Work order
Restrict the output to the lines below starting at the one that contains "them with automatic" and ending at the one that contains "-> Result<Packet, BuildError>", and restate them word for word, both ends included.

Exercise inputs

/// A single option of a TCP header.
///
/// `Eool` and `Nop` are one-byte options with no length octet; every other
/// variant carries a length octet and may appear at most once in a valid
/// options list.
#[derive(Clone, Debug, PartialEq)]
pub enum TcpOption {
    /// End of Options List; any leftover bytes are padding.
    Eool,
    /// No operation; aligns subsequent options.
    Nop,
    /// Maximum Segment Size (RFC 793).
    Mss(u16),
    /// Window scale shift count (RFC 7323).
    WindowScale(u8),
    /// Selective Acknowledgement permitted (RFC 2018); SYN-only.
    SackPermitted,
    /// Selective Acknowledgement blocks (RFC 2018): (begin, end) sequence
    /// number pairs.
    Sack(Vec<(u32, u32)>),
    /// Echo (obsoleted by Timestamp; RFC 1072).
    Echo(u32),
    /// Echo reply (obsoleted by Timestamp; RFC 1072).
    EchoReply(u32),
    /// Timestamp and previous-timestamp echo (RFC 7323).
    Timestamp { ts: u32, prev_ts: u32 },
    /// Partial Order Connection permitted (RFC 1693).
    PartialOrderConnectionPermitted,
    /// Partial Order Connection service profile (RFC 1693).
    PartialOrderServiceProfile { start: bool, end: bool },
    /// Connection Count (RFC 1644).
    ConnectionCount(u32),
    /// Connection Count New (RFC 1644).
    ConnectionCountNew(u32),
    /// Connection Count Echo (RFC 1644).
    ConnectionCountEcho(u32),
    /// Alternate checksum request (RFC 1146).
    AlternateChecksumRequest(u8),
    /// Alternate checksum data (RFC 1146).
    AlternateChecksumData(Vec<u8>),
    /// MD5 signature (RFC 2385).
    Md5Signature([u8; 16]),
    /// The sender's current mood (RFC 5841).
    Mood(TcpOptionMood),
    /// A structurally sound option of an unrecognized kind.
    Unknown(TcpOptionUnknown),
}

...

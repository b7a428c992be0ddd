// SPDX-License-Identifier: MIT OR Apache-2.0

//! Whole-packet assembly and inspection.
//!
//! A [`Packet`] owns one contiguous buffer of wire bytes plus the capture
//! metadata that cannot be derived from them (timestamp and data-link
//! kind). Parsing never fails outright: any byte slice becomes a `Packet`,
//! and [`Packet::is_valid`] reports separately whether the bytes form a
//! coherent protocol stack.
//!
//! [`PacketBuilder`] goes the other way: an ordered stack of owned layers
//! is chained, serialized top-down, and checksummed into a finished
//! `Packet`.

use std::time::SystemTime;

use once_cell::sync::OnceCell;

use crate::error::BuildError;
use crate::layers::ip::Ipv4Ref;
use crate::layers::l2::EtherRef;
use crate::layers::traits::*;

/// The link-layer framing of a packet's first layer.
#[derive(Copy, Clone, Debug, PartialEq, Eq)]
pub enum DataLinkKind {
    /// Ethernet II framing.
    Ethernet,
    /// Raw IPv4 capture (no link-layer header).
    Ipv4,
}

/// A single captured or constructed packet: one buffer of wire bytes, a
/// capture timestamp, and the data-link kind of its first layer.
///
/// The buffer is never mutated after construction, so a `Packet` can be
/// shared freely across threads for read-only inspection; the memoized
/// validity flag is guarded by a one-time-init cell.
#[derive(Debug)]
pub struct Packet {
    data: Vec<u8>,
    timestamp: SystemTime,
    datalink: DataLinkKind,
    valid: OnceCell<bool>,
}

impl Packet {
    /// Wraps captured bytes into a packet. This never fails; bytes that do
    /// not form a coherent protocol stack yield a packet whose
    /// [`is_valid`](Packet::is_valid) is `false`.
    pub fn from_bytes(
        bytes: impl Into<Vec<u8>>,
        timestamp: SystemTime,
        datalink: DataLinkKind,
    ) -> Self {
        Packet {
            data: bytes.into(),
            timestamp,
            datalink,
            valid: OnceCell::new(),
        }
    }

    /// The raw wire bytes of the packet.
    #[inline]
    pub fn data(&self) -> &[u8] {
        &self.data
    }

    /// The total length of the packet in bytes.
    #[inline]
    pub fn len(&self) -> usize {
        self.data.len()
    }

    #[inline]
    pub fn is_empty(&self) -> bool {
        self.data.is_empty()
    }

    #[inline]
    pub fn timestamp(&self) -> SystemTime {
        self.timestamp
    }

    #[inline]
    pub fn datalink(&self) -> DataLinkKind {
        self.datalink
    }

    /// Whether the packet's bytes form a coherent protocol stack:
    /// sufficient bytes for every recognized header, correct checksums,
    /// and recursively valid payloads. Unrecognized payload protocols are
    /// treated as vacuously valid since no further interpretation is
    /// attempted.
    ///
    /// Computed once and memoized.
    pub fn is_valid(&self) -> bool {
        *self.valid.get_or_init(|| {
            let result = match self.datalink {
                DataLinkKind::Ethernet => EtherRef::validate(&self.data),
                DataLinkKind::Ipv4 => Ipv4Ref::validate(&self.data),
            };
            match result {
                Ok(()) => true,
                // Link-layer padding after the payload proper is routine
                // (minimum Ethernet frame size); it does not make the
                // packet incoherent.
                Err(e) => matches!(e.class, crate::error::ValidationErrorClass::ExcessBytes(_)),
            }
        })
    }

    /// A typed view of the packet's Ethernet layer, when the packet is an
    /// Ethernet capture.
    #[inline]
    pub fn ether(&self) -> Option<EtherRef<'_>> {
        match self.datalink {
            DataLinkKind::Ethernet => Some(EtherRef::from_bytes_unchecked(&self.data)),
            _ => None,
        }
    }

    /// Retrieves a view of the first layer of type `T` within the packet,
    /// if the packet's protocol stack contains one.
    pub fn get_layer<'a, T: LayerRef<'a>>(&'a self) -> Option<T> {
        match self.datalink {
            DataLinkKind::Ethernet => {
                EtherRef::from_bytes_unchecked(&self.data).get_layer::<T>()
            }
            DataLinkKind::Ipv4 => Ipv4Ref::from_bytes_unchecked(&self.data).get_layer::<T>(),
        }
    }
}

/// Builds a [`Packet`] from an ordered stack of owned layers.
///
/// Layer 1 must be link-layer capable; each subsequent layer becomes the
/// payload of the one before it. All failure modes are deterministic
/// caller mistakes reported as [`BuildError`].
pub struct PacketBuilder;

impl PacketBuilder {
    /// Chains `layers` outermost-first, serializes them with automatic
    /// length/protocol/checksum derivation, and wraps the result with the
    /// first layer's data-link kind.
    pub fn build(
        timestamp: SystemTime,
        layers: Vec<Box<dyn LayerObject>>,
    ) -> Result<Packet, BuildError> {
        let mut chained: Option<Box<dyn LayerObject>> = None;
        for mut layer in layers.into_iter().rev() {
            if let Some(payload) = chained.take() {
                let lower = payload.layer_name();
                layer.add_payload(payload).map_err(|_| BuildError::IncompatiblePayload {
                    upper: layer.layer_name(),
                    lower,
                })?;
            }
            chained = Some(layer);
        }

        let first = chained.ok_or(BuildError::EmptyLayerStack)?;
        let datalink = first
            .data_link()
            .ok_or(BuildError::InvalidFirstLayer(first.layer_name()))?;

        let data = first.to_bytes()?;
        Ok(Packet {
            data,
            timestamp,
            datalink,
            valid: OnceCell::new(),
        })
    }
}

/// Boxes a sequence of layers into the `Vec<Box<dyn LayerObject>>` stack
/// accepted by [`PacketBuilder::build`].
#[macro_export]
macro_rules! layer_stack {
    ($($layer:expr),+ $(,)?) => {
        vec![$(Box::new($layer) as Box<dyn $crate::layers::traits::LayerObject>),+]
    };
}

Task output
    /// Chains `layers` outermost-first, serializes them with automatic
    /// length/protocol/checksum derivation, and wraps the result with the
    /// first layer's data-link kind.
    pub fn build(
        timestamp: SystemTime,
        layers: Vec<Box<dyn LayerObject>>,
    ) -> Result<Packet, BuildError> {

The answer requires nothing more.